Task to complete: Gather each line of the entries below that includes "first".

Records to process:
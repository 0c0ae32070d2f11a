//! End-to-end channel tests over the in-memory transport.
//!
//! Two `Connection`s joined by `memory::duplex` play client and backend, so
//! outbound calls on one side are serviced by the registry on the other.

use std::sync::Arc;
use std::time::Duration;

use assert_matches::assert_matches;
use async_trait::async_trait;
use serde_json::{Value, json};
use tokio::sync::{mpsc, watch};
use tokio::time::{Instant, timeout};

use tether_client::transport::memory;
use tether_client::{
    CallError, Connection, ConnectionConfig, ConnectionState, ConnectionStatus, MemoryConnector,
    MemoryPeer, TransportError,
};
use tether_core::backoff::ReconnectPolicy;
use tether_rpc::{CommandError, HandlerError, MethodHandler, errors};

const TIMEOUT: Duration = Duration::from_secs(5);

fn config() -> ConnectionConfig {
    ConnectionConfig {
        url: "ws://backend.test/ws".into(),
        reconnect: ReconnectPolicy {
            max_attempts: 3,
            base_delay_ms: 200,
            ..ReconnectPolicy::default()
        },
        ..ConnectionConfig::default()
    }
}

async fn wait_for(
    conn: &Connection,
    pred: impl FnMut(&ConnectionStatus) -> bool,
) -> ConnectionStatus {
    let mut rx: watch::Receiver<ConnectionStatus> = conn.subscribe();
    timeout(TIMEOUT, rx.wait_for(pred))
        .await
        .expect("status never reached")
        .expect("status channel closed")
        .clone()
}

/// Client and backend connections joined back to back, both connected.
async fn linked() -> (Connection, Connection) {
    let (client_side, backend_side) = memory::duplex();

    let client_connector = Arc::new(MemoryConnector::new());
    client_connector.push(client_side);
    let backend_connector = Arc::new(MemoryConnector::new());
    backend_connector.push(backend_side);

    let client = Connection::new(config(), client_connector);
    let backend = Connection::new(config(), backend_connector);
    client.connect(Some("client-token"));
    backend.connect(Some("backend-token"));
    let _ = wait_for(&client, |s| s.is_connected).await;
    let _ = wait_for(&backend, |s| s.is_connected).await;
    (client, backend)
}

/// A connected client whose backend is a raw peer.
async fn with_peer() -> (Connection, MemoryPeer) {
    let connector = Arc::new(MemoryConnector::new());
    let peer = connector.accept();
    let conn = Connection::new(config(), connector);
    conn.connect(Some("tok"));
    let _ = wait_for(&conn, |s| s.is_connected).await;
    (conn, peer)
}

// ── Example scenarios ───────────────────────────────────────────────

#[tokio::test]
async fn call_resolves_with_remote_handler_result() {
    let (client, backend) = linked().await;
    backend.registry().register_fn("getUiContext", |_| async {
        Ok::<_, HandlerError>(json!({"route": "/admin"}))
    });

    let started = Instant::now();
    let result = client
        .client()
        .call("getUiContext", None, None)
        .await
        .unwrap();
    assert_eq!(result, json!({"route": "/admin"}));
    assert!(started.elapsed() < Duration::from_secs(1));

    client.disconnect().await;
    backend.disconnect().await;
}

#[tokio::test]
async fn unregistered_method_yields_method_not_found() {
    let (client, backend) = linked().await;

    let err = client
        .client()
        .call("showNotification", Some(json!({"message": "hi"})), None)
        .await
        .unwrap_err();
    assert_matches!(err, CallError::Remote { code, message, .. } => {
        assert_eq!(code, errors::METHOD_NOT_FOUND);
        assert_eq!(message, "Method not found: showNotification");
    });
    // The channel stays healthy.
    assert!(client.is_connected());
    assert!(backend.is_connected());

    client.disconnect().await;
    backend.disconnect().await;
}

#[tokio::test(start_paused = true)]
async fn unanswered_call_times_out_and_leaves_no_entry() {
    let (conn, mut peer) = with_peer().await;
    let client = conn.client();

    let started = Instant::now();
    let call = tokio::spawn({
        let client = client.clone();
        async move {
            client
                .call("slowOp", Some(json!({})), Some(Duration::from_millis(100)))
                .await
        }
    });
    let request = peer.recv_json().await.unwrap();
    assert_eq!(request["method"], "slowOp");

    let err = call.await.unwrap().unwrap_err();
    assert_matches!(err, CallError::Timeout { timeout_ms: 100, .. });
    assert!(started.elapsed() >= Duration::from_millis(100));
    assert!(conn.pending().is_empty());

    conn.disconnect().await;
}

#[tokio::test(start_paused = true)]
async fn invalid_token_stops_reconnecting() {
    let connector = Arc::new(MemoryConnector::new());
    connector.reject(TransportError::Handshake("invalid token".into()));
    let conn = Connection::new(config(), connector.clone());

    conn.connect(Some("stale"));
    let status = wait_for(&conn, |s| {
        s.has_auth_error && s.state == ConnectionState::Disconnected
    })
    .await;
    assert!(!status.is_connected);
    assert!(status.last_error.unwrap().contains("invalid token"));

    tokio::time::sleep(Duration::from_secs(10)).await;
    assert_eq!(connector.attempts(), 1);

    // A fresh token is an explicit new connect.
    let _peer = connector.accept();
    conn.connect(Some("fresh"));
    let status = wait_for(&conn, |s| s.is_connected).await;
    assert!(!status.has_auth_error);
    assert_eq!(status.reconnect_attempts, 0);
    assert_eq!(connector.tokens(), vec!["stale", "fresh"]);

    conn.disconnect().await;
}

#[tokio::test(start_paused = true)]
async fn out_of_order_response_settles_only_its_call() {
    let (conn, mut peer) = with_peer().await;
    let client = conn.client();

    let call_a = tokio::spawn({
        let client = client.clone();
        async move {
            client
                .call("loadWorkspaceFile", Some(json!({"path": "a"})), Some(Duration::from_secs(2)))
                .await
        }
    });
    let req_a = peer.recv_json().await.unwrap();
    let call_b = tokio::spawn({
        let client = client.clone();
        async move {
            client
                .call("loadWorkspaceFile", Some(json!({"path": "b"})), Some(Duration::from_secs(2)))
                .await
        }
    });
    let req_b = peer.recv_json().await.unwrap();
    assert_ne!(req_a["id"], req_b["id"]);

    let _ = peer
        .send_json(&json!({"jsonrpc": "2.0", "id": req_b["id"], "result": "B"}))
        .await;
    assert_eq!(call_b.await.unwrap().unwrap(), json!("B"));

    assert!(!call_a.is_finished());
    assert_eq!(conn.pending().len(), 1);

    assert_matches!(call_a.await.unwrap(), Err(CallError::Timeout { .. }));
    assert!(conn.pending().is_empty());
    conn.disconnect().await;
}

// ── Inbound dispatch over the wire ──────────────────────────────────

struct PanickingHandler;

#[async_trait]
impl MethodHandler for PanickingHandler {
    async fn handle(&self, _params: Option<Value>) -> Result<Value, HandlerError> {
        panic!("handler bug");
    }
}

#[tokio::test]
async fn every_inbound_request_gets_exactly_one_response() {
    let (conn, mut peer) = with_peer().await;
    conn.registry().register_fn("ok", |params| async move {
        Ok::<_, HandlerError>(params.unwrap_or(Value::Null))
    });
    conn.registry().register_fn("fails", |_| async {
        Err::<Value, _>(HandlerError::internal("disk full"))
    });
    conn.registry().register("panics", PanickingHandler);

    for (id, method) in [(1, "ok"), (2, "fails"), (3, "panics"), (4, "missing")] {
        let _ = peer
            .send_json(&json!({"jsonrpc": "2.0", "method": method, "params": {"n": id}, "id": id}))
            .await;
    }

    let mut by_id = std::collections::HashMap::new();
    for _ in 0..4 {
        let reply = timeout(TIMEOUT, peer.recv_json()).await.unwrap().unwrap();
        let id = reply["id"].as_i64().unwrap();
        assert!(by_id.insert(id, reply).is_none(), "duplicate response for {id}");
    }

    assert_eq!(by_id[&1]["result"]["n"], 1);
    assert_eq!(by_id[&2]["error"]["code"], errors::INTERNAL_ERROR);
    assert_eq!(by_id[&2]["error"]["message"], "disk full");
    assert_eq!(by_id[&3]["error"]["code"], errors::INTERNAL_ERROR);
    assert_eq!(by_id[&4]["error"]["code"], errors::METHOD_NOT_FOUND);

    // Nothing further arrives.
    assert!(
        timeout(Duration::from_millis(100), peer.recv_json())
            .await
            .is_err()
    );
    assert!(conn.is_connected());
    conn.disconnect().await;
}

#[tokio::test]
async fn calls_with_a_broken_envelope_are_still_answered() {
    let (conn, mut peer) = with_peer().await;
    conn.registry().register_fn("showNotification", |_| async {
        Ok::<_, HandlerError>(Value::Null)
    });

    // No jsonrpc member.
    let _ = peer
        .send_json(&json!({"method": "showNotification", "id": 7}))
        .await;
    let reply = timeout(TIMEOUT, peer.recv_json()).await.unwrap().unwrap();
    assert_eq!(reply["jsonrpc"], "2.0");
    assert_eq!(reply["id"], 7);
    assert_eq!(reply["error"]["code"], errors::INVALID_REQUEST);
    assert!(reply.get("result").is_none());

    // Non-string method.
    let _ = peer
        .send_json(&json!({"jsonrpc": "2.0", "method": 12, "id": "srv-3"}))
        .await;
    let reply = timeout(TIMEOUT, peer.recv_json()).await.unwrap().unwrap();
    assert_eq!(reply["id"], "srv-3");
    assert_eq!(reply["error"]["code"], errors::INVALID_REQUEST);

    // Without an id there is nobody to answer.
    let _ = peer.send_json(&json!({"method": "showNotification"})).await;
    assert!(
        timeout(Duration::from_millis(100), peer.recv_json())
            .await
            .is_err()
    );
    assert!(conn.is_connected());
    conn.disconnect().await;
}

#[tokio::test]
async fn notifications_run_without_reply() {
    let (conn, mut peer) = with_peer().await;
    let (seen_tx, mut seen_rx) = mpsc::unbounded_channel();
    conn.registry().register_fn("showNotification", move |params| {
        let seen_tx = seen_tx.clone();
        async move {
            let _ = seen_tx.send(params);
            Ok::<_, HandlerError>(Value::Null)
        }
    });

    let _ = peer
        .send_json(&json!({"jsonrpc": "2.0", "method": "showNotification", "params": {"message": "hi"}}))
        .await;

    let params = timeout(TIMEOUT, seen_rx.recv()).await.unwrap().unwrap();
    assert_eq!(params.unwrap()["message"], "hi");
    assert!(
        timeout(Duration::from_millis(100), peer.recv_json())
            .await
            .is_err()
    );
    conn.disconnect().await;
}

#[tokio::test]
async fn handlers_can_change_while_connected() {
    let (conn, mut peer) = with_peer().await;
    let request = json!({"jsonrpc": "2.0", "method": "navigateToPage", "id": "n1"});

    let _ = peer.send_json(&request).await;
    let reply = timeout(TIMEOUT, peer.recv_json()).await.unwrap().unwrap();
    assert_eq!(reply["error"]["code"], errors::METHOD_NOT_FOUND);

    conn.registry().register_fn("navigateToPage", |_| async {
        Ok::<_, HandlerError>(json!({"navigated": true}))
    });
    let _ = peer.send_json(&request).await;
    let reply = timeout(TIMEOUT, peer.recv_json()).await.unwrap().unwrap();
    assert_eq!(reply["id"], "n1");
    assert_eq!(reply["result"]["navigated"], true);

    assert!(conn.registry().unregister("navigateToPage"));
    let _ = peer.send_json(&request).await;
    let reply = timeout(TIMEOUT, peer.recv_json()).await.unwrap().unwrap();
    assert_eq!(reply["error"]["message"], "Method not found: navigateToPage");

    conn.disconnect().await;
}

// ── Legacy commands ─────────────────────────────────────────────────

#[tokio::test]
async fn legacy_commands_reach_the_bus_and_get_no_reply() {
    let (conn, mut peer) = with_peer().await;
    let (seen_tx, mut seen_rx) = mpsc::unbounded_channel();
    conn.commands().register_fn("navigate", move |payload| {
        let seen_tx = seen_tx.clone();
        async move {
            let _ = seen_tx.send(payload);
            Ok::<_, CommandError>(())
        }
    });

    let _ = peer
        .send_json(&json!({"type": "open-file", "data": {"path": "ignored.md"}}))
        .await;
    let _ = peer
        .send_json(&json!({"type": "navigate", "data": {"path": "/teams"}}))
        .await;

    let payload = timeout(TIMEOUT, seen_rx.recv()).await.unwrap().unwrap();
    assert_eq!(payload["path"], "/teams");
    assert!(seen_rx.try_recv().is_err());
    assert!(
        timeout(Duration::from_millis(100), peer.recv_json())
            .await
            .is_err()
    );
    conn.disconnect().await;
}

// ── Lifecycle ───────────────────────────────────────────────────────

#[tokio::test(start_paused = true)]
async fn calls_fail_fast_while_reconnecting() {
    let connector = Arc::new(MemoryConnector::new());
    let peer = connector.accept();
    let conn = Connection::new(config(), connector.clone());
    conn.connect(Some("tok"));
    let _ = wait_for(&conn, |s| s.is_connected).await;

    drop(peer);
    let status = wait_for(&conn, |s| s.state == ConnectionState::Reconnecting).await;
    assert!(!status.is_connected);

    let err = conn.client().call("listWorkspaceFiles", None, None).await.unwrap_err();
    assert_matches!(err, CallError::NotConnected);
    assert!(conn.pending().is_empty());

    conn.disconnect().await;
}

#[tokio::test(start_paused = true)]
async fn transport_error_drops_session_and_reconnects() {
    let connector = Arc::new(MemoryConnector::new());
    let first = connector.accept();
    let _second = connector.accept();
    let conn = Connection::new(config(), connector.clone());
    conn.connect(Some("tok"));
    let _ = wait_for(&conn, |s| s.is_connected).await;

    assert!(first.fail(TransportError::Io("connection reset".into())).await);
    let status = wait_for(&conn, |s| s.state == ConnectionState::Reconnecting).await;
    assert!(status.last_error.unwrap().contains("connection reset"));

    let status = wait_for(&conn, |s| s.is_connected).await;
    assert_eq!(status.reconnect_attempts, 0);
    assert_eq!(connector.attempts(), 2);
    conn.disconnect().await;
}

Response to this exercise:
    let first = connector.accept();
    assert!(first.fail(TransportError::Io("connection reset".into())).await);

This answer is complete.